To do: Only reproduce the lines from the line containing "the build script)." onward, exactly, through the final line of the data below.

━━━ Dataset extract

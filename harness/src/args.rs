// SPDX-License-Identifier: GPL-3.0-or-later

//! This module contains the command line interface of the application.
//!
//! The command line parsing is implemented using the `clap` library.
//! The module is defining types to represent a structured form of the
//! program invocation. The `Arguments` type is used to represent all
//! possible invocations of the program.

use crate::platform::Platform;
use anyhow::anyhow;
use clap::{ArgAction, ArgMatches, Command, arg, command, value_parser};
use std::fmt;

/// Common constants used in the module.
const MODE_TEST_SUBCOMMAND: &str = "test";
const MODE_PATCH_SUBCOMMAND: &str = "patch";
const MODE_LIST_SUBCOMMAND: &str = "list";

/// Represents the command line arguments of the application.
#[derive(Debug, PartialEq)]
pub struct Arguments {
    // The path of the configuration file.
    pub config: Option<String>,
    // How many times the verbose flag was given.
    pub verbose: u8,
    // The mode of the application.
    pub mode: Mode,
}

/// Represents the mode of the application.
#[derive(Debug, PartialEq)]
pub enum Mode {
    Test(TestRun),
    Patch { files: Vec<String> },
    List,
}

/// The artifacts to test and the overrides of the configuration.
#[derive(Debug, PartialEq)]
pub struct TestRun {
    pub artifacts: Vec<String>,
    pub platform: Option<Platform>,
    pub timeout_secs: Option<u64>,
    pub scan: bool,
}

impl TryFrom<ArgMatches> for Arguments {
    type Error = anyhow::Error;

    fn try_from(matches: ArgMatches) -> Result<Self, Self::Error> {
        let config = matches.get_one::<String>("config").map(String::to_string);
        let verbose = matches.get_count("verbose");

        let mode = match matches.subcommand() {
            Some((MODE_TEST_SUBCOMMAND, test_matches)) => Mode::Test(TestRun::try_from(test_matches)?),
            Some((MODE_PATCH_SUBCOMMAND, patch_matches)) => {
                let files = patch_matches
                    .get_many::<String>("FILE")
                    .map(|files| files.cloned().collect())
                    .unwrap_or_default();
                Mode::Patch { files }
            }
            Some((MODE_LIST_SUBCOMMAND, _)) => Mode::List,
            _ => return Err(anyhow!("unrecognized subcommand")),
        };
        Ok(Arguments { config, verbose, mode })
    }
}

impl TryFrom<&ArgMatches> for TestRun {
    type Error = anyhow::Error;

    fn try_from(matches: &ArgMatches) -> Result<Self, Self::Error> {
        let artifacts = matches
            .get_many::<String>("ARTIFACT")
            .map(|artifacts| artifacts.cloned().collect())
            .unwrap_or_default();
        let platform = matches.get_one::<String>("platform").map(|tag| tag.parse::<Platform>()).transpose()?;
        let timeout_secs = matches.get_one::<u64>("timeout").copied();
        let scan = !matches.get_flag("no-scan");
        Ok(TestRun { artifacts, platform, timeout_secs, scan })
    }
}

impl fmt::Display for Arguments {
    fn fmt(&self, f: &mut fmt::Formatter<'_>) -> fmt::Result {
        write!(f, "Arguments: config={:?}, verbose={}, mode={:?}", self.config, self.verbose, self.mode)
    }
}

/// Represents the command line interface of the application.
///
/// The `test` subcommand runs the test modules for the artifacts, `patch`
/// guards the header inclusion of generated binding sources and `list`
/// shows the known test modules.
pub fn cli() -> Command {
    command!()
        .subcommand_required(true)
        .arg_required_else_help(true)
        .args(&[
            arg!(-v --verbose ... "Sets the level of verbosity").action(ArgAction::Count),
            arg!(-c --config <FILE> "Path of the config file"),
        ])
        .subcommand(
            Command::new(MODE_TEST_SUBCOMMAND)
                .about("runs the test modules of the build artifacts")
                .args(&[
                    arg!([ARTIFACT] ... "Path of a build artifact").action(ArgAction::Append),
                    arg!(-p --platform <TAG> "Platform tag (posix, cygwin, win32, sunos, darwin)"),
                    arg!(-t --timeout <SECONDS> "Kill commands running longer than this")
                        .value_parser(value_parser!(u64).range(1..)),
                    arg!(--"no-scan" "Run only the modules of the given artifacts").action(ArgAction::SetTrue),
                ]),
        )
        .subcommand(
            Command::new(MODE_PATCH_SUBCOMMAND)
                .about("guards the header inclusion of generated binding sources")
                .args(&[arg!(<FILE> ... "Source file to patch in place").action(ArgAction::Append)])
                .arg_required_else_help(true),
        )
        .subcommand(Command::new(MODE_LIST_SUBCOMMAND).about("lists the known test modules"))
}
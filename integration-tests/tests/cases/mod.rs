// SPDX-License-Identifier: GPL-3.0-or-later

//! Integration test cases for the harness
//!
//! ## Platform-Specific Test Behavior
//!
//! The fake launchers are POSIX shell scripts and the fake native binding is
//! opened with the dynamic loader, those tests only run on unix hosts with
//! the needed tools (see the `has_executable_*` flags of the build script).
//!
//! - `cli`: usage, help and invalid invocations
//! - `config`: configuration file handling
//! - `launcher`: the launcher modules against fake launchers
//! - `binding`: the binding modules against a compiled fake binding
//! - `scan`: default runs, the artifacts' modules followed by the scan pass
//! - `patch`: patching generated sources

pub mod cli;
pub mod config;
pub mod launcher;
pub mod patch;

━━━━━━

Result:
//! the needed tools (see the `has_executable_*` flags of the build script).
//!
//! - `cli`: usage, help and invalid invocations
//! - `config`: configuration file handling
//! - `launcher`: the launcher modules against fake launchers
//! - `binding`: the binding modules against a compiled fake binding
//! - `scan`: default runs, the artifacts' modules followed by the scan pass
//! - `patch`: patching generated sources

pub mod cli;
pub mod config;
pub mod launcher;
pub mod patch;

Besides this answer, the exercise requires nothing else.